Tabula Rasa
By S M Chen, posted Jan 6, 2016
‘… Inasmuch as ye have done it unto one of the least of these my brethren, ye have done it unto Me.’ – Matthew 25:40
I admit to not being particularly adept at geography (somehow managed to miss the subject in grade school), but have always been somewhat visual, and learned, as a preschooler, to identify certain places, including some countries and states of the USA by their imagined shapes, both inanimate and animate.
Florida, for example, was a pistol, gun barrel pointing toward the left/west.
South America in particular lent itself to animal association; it was no coincidence that the zoo was a favorite place to visit as a child.
Brazil I thought to be a (perhaps shivering) foreshortened moose, huddled into itself, nose/snout pointing left/west. And Venezuela a smaller (perhaps triumphant) elephant, trunk uplifted on its western border.
Peru? Peru was a kind of bear, using its right front paw to cling to something (such as a large tree trunk), ear upturned, head turned to its left (east/right, as we view a map), bottom resting against Bolivia and Chile. Its tongue seemed to be protruding.
Some of the above associations may admittedly require a stretch; I don’t know if anyone else saw things as I did, but it really doesn’t matter. At least it helped me (and still does) remember some states and a few of the almost 200 countries of the world.
A brother invited me on a humanitarian trip to Peru in 2005. Invited by a friend, he helped build a church with Maranatha on the outskirts of Lima, and both of us helped paint churches with a Christian group thereafter. The trip, during which I was able to immerse myself in a different culture, albeit briefly, and use words of a language in which I was far from fluent, was a highlight that year.
So it was with some interest that I recently encountered something that happened in Ferreñafe. I’d never heard of the place; I had to look it up on a map.
Ferreñafe, a city of 47,000, is situated in the northwestern part of Peru, at the junction of the bear’s right front leg and body, less than 30 km from the coast as the condor flies.
What makes the place newsworthy is that which happened to an 83-year-old homeless man named Don Chuman. Although known as a city of “double faith” because of Catholicism and Shamanism, it was a local Peregrin Evangelical Church that took action.
“Peregrin” is Spanish for “pilgrim,” which evokes John Bunyan’s allegory, The Pilgrim’s Progress, written during incarceration and widely regarded as one of the most significant works of English religious literature. Translated into over 200 languages, it has never been out of print.

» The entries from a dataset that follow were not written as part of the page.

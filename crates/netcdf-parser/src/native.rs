//! Native NetCDF reading using the netcdf library.
//!
//! Grid files are read whole: every numeric variable with at least one
//! dimension is loaded with packing applied, dimension coordinates carrying
//! CF time units are decoded to timestamps, and the file's own dimension
//! names and order are kept unchanged.
//!
//! Element types follow the file. Packed variables take the type of their
//! `scale_factor` (a `float` scale yields `Float32`), unpacked floats keep
//! their width, and integers without a fill value stay `Int64`. Integers
//! with a fill value widen to `Float64` so the fill can become NaN.

use std::collections::BTreeMap;
use std::path::Path;
use std::sync::Once;

use obs_dataset::time::{decode_cf_time, is_cf_time_units};
use netcdf::types::{FloatType, NcVariableType};
use obs_dataset::{ArrayValues, DataKind, Dimension, LabeledArrayDataset, Variable, LAT, LON};
use tracing::{debug, instrument};

use crate::error::{NetCdfError, NetCdfResult};

/// Attributes consumed while unpacking and not carried onto the dataset.
const PACKING_ATTRS: [&str; 4] = ["scale_factor", "add_offset", "_FillValue", "missing_value"];

/// Silence HDF5's automatic error printing to stderr.
///
/// The HDF5 C library prints verbose error messages to stderr even when errors
/// are handled gracefully by the Rust code (e.g., when checking for optional
/// attributes that don't exist). This creates confusing log spam like:
///
/// ```text
/// HDF5-DIAG: Error detected in HDF5 (1.10.8) thread 3:
///   #003: ../../../src/H5Adense.c line 397 in H5A__dense_open(): can't locate attribute in name index
/// ```
///
/// Safe to call multiple times; only the first call does anything.
pub fn silence_hdf5_errors() {
    static INIT: Once = Once::new();

    INIT.call_once(|| {
        // SAFETY: H5Eset_auto2 is thread-safe and we're passing null pointers
        // to disable error output, which is a documented valid use.
        unsafe {
            hdf5_metno_sys::h5e::H5Eset_auto2(
                hdf5_metno_sys::h5e::H5E_DEFAULT,
                None,
                std::ptr::null_mut(),
            );
        }
    });
}

/// Read a grid-array file into a labeled dataset.
///
/// Every name in `required` must be present as a readable data variable,
/// otherwise [`NetCdfError::MissingData`] is returned. `lat` and `lon`
/// dimension coordinates must be sorted ascending.
#[instrument(skip(path, required), fields(path = %path.display()))]
pub fn read_grid_file(path: &Path, required: &[&str]) -> NetCdfResult<LabeledArrayDataset> {
    silence_hdf5_errors();

    if !path.exists() {
        return Err(NetCdfError::IoError(std::io::Error::new(
            std::io::ErrorKind::NotFound,
            format!("{} not found", path.display()),
        )));
    }

    let file = netcdf::open(path)
        .map_err(|e| NetCdfError::InvalidFormat(format!("Failed to open NetCDF: {}", e)))?;

    let dims: Vec<Dimension> = file
        .dimensions()
        .map(|d| Dimension::new(d.name(), d.len()))
        .collect();

    let mut coords = Vec::new();
    let mut data_vars = Vec::new();

    for var in file.variables() {
        let name = var.name();
        let var_dims: Vec<String> = var.dimensions().iter().map(|d| d.name()).collect();
        if var_dims.is_empty() {
            debug!(variable = %name, "Skipping scalar variable");
            continue;
        }

        let Some(kind) = decoded_kind(&var) else {
            debug!(variable = %name, vartype = ?var.vartype(), "Skipping non-numeric variable");
            continue;
        };

        let mut attrs = string_attrs(&var);
        let is_coord = var_dims.len() == 1 && var_dims[0] == name;
        let cf_units = attrs
            .get("units")
            .filter(|u| is_coord && is_cf_time_units(u))
            .cloned();

        let values = match cf_units {
            Some(units) => {
                let offsets = unpack(&var, read_f64(&var, &name)?);
                let times = decode_cf_time(&offsets, &units).map_err(|e| {
                    NetCdfError::InvalidFormat(format!("Failed to decode '{}': {}", name, e))
                })?;
                attrs.remove("units");
                ArrayValues::Time(times)
            }
            None => read_values(&var, &name, kind)?,
        };

        if !is_coord {
            data_vars.push(Variable {
                name,
                dims: var_dims,
                values,
                attrs,
            });
            continue;
        }

        if (name == LAT || name == LON) && !values.is_sorted_ascending() {
            return Err(NetCdfError::InvalidFormat(format!(
                "coordinate '{}' is not sorted ascending",
                name
            )));
        }

        coords.push(Variable {
            name,
            dims: var_dims,
            values,
            attrs,
        });
    }

    for name in required {
        if !data_vars.iter().any(|v| v.name == *name) {
            return Err(NetCdfError::MissingData(format!("{} variable", name)));
        }
    }

    let global_attrs = file
        .attributes()
        .filter_map(|attr| match attr.value() {
            Ok(netcdf::AttributeValue::Str(s)) => Some((attr.name().to_string(), s)),
            _ => None,
        })
        .collect();

    let ds = LabeledArrayDataset::new(dims, coords, data_vars)?.with_attrs(global_attrs);

    debug!(
        dims = ?ds.dims().iter().map(|d| (&d.name, d.size)).collect::<Vec<_>>(),
        variables = ds.data_vars().len(),
        "Read NetCDF grid file"
    );

    Ok(ds)
}

/// Element type a variable decodes to, `None` for non-numeric variables.
fn decoded_kind(var: &netcdf::Variable) -> Option<DataKind> {
    let packing = ["scale_factor", "add_offset"]
        .into_iter()
        .find(|attr| has_attr(var, attr))
        .and_then(|attr| var.attribute_value(attr))
        .and_then(|r| r.ok());

    match var.vartype() {
        NcVariableType::Int(_) | NcVariableType::Float(_) if packing.is_some() => {
            match packing {
                Some(netcdf::AttributeValue::Float(_)) => Some(DataKind::Float32),
                _ => Some(DataKind::Float64),
            }
        }
        NcVariableType::Float(FloatType::F32) => Some(DataKind::Float32),
        NcVariableType::Float(FloatType::F64) => Some(DataKind::Float64),
        NcVariableType::Int(_) if has_fill(var) => Some(DataKind::Float64),
        NcVariableType::Int(_) => Some(DataKind::Int64),
        _ => None,
    }
}

fn has_fill(var: &netcdf::Variable) -> bool {
    has_attr(var, "_FillValue") || has_attr(var, "missing_value")
}

fn read_f64(var: &netcdf::Variable, name: &str) -> NetCdfResult<Vec<f64>> {
    var.get_values::<f64, _>(..)
        .map_err(|e| NetCdfError::InvalidFormat(format!("Failed to read '{}': {}", name, e)))
}

fn read_values(var: &netcdf::Variable, name: &str, kind: DataKind) -> NetCdfResult<ArrayValues> {
    let values = match kind {
        DataKind::Int64 => ArrayValues::Int64(var.get_values::<i64, _>(..).map_err(|e| {
            NetCdfError::InvalidFormat(format!("Failed to read '{}': {}", name, e))
        })?),
        DataKind::Float32 => ArrayValues::Float32(
            unpack(var, read_f64(var, name)?)
                .into_iter()
                .map(|v| v as f32)
                .collect(),
        ),
        _ => ArrayValues::Float64(unpack(var, read_f64(var, name)?)),
    };
    Ok(values)
}

/// Apply `_FillValue`/`missing_value` (to NaN), then `scale_factor` and
/// `add_offset`.
fn unpack(var: &netcdf::Variable, raw: Vec<f64>) -> Vec<f64> {
    let fill = get_f64_attr(var, "_FillValue").or_else(|| get_f64_attr(var, "missing_value"));
    let scale = get_f64_attr(var, "scale_factor").unwrap_or(1.0);
    let offset = get_f64_attr(var, "add_offset").unwrap_or(0.0);

    if fill.is_none() && scale == 1.0 && offset == 0.0 {
        return raw;
    }

    raw.into_iter()
        .map(|v| {
            if Some(v) == fill {
                f64::NAN
            } else {
                v * scale + offset
            }
        })
        .collect()
}

fn string_attrs(var: &netcdf::Variable) -> BTreeMap<String, String> {
    var.attributes()
        .filter(|attr| !PACKING_ATTRS.contains(&attr.name()))
        .filter_map(|attr| match attr.value() {
            Ok(netcdf::AttributeValue::Str(s)) => Some((attr.name().to_string(), s)),
            _ => None,
        })
        .collect()
}

/// Check if a variable has an attribute with the given name.
/// This avoids HDF5 error spam when checking for optional attributes.
fn has_attr(var: &netcdf::Variable, name: &str) -> bool {
    var.attributes().any(|attr| attr.name() == name)
}

fn get_f64_attr(var: &netcdf::Variable, name: &str) -> Option<f64> {
    if !has_attr(var, name) {
        return None;
    }
    let attr_value = var.attribute_value(name)?.ok()?;
    f64::try_from(attr_value).ok()
}
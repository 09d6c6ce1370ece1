//! Error types for the storage crate.

use obs_dataset::DatasetError;
use thiserror::Error;

/// Errors that can occur while persisting or loading processed artifacts.
#[derive(Error, Debug)]
pub enum StorageError {
    /// Missing or invalid configuration. Raised before anything is written.
    #[error("Configuration error: {0}")]
    Configuration(String),

    /// The encoding cannot persist this kind of artifact.
    #[error("{encoding} cannot persist a {artifact}")]
    UnsupportedArtifact {
        encoding: &'static str,
        artifact: &'static str,
    },

    /// A variable or column type the encoding has no representation for.
    #[error("Unsupported type for '{name}': {kind}")]
    UnsupportedType { name: String, kind: String },

    #[error("CSV error: {0}")]
    Csv(#[from] csv::Error),

    #[error("Parquet error: {0}")]
    Parquet(#[from] parquet::errors::ParquetError),

    #[error("Arrow error: {0}")]
    Arrow(#[from] arrow::error::ArrowError),

    #[error("Zarr error: {0}")]
    Zarr(String),

    #[error("Object storage error: {0}")]
    ObjectStore(String),

    #[error("IO error: {0}")]
    Io(#[from] std::io::Error),

    #[error("Dataset error: {0}")]
    Dataset(#[from] DatasetError),
}

impl StorageError {
    /// Create a Zarr error.
    pub fn zarr(msg: impl ToString) -> Self {
        Self::Zarr(msg.to_string())
    }

    /// Create an ObjectStore error.
    pub fn object_store(msg: impl Into<String>) -> Self {
        Self::ObjectStore(msg.into())
    }
}

impl From<walkdir::Error> for StorageError {
    fn from(err: walkdir::Error) -> Self {
        Self::Io(err.into())
    }
}

/// Result type for storage operations.
pub type StorageResult<T> = std::result::Result<T, StorageError>;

For reasons unstated (although one could make the case that the Spirit of the Lord was behind this), church members bathed and shaved Don Chuman, gave him a haircut and exchanged his ragged clothing for clean garb, in the process transforming him from the barefoot homeless street person he had been. Looking at photos of him after he had been tended to by church parishioners, I would not have guessed what he had started out as: a man with long, unkempt hair who purportedly had not bathed or changed clothes in years.
He was provided regular food, cash, and an ID card. Medical ailments were treated in hospital.
Upon becoming aware of the above, the mayor of the city commented, “It’s an act of humanity that sets an example to us all.”
While reading the post and viewing the photos (accessible here), I was reminded how all our righteousness is as filthy rags – no better than those of Don Chuman – to the Almighty.
It is only by His grace that those rags are exchanged for or covered by a pristine garment of light, and our messy, tangled past becomes a tabula rasa, as it were, acceptable to Him.
Like the mayor of Ferreñafe, I commend the kind, compassionate people who ministered to Don Chuman. May their tribe increase.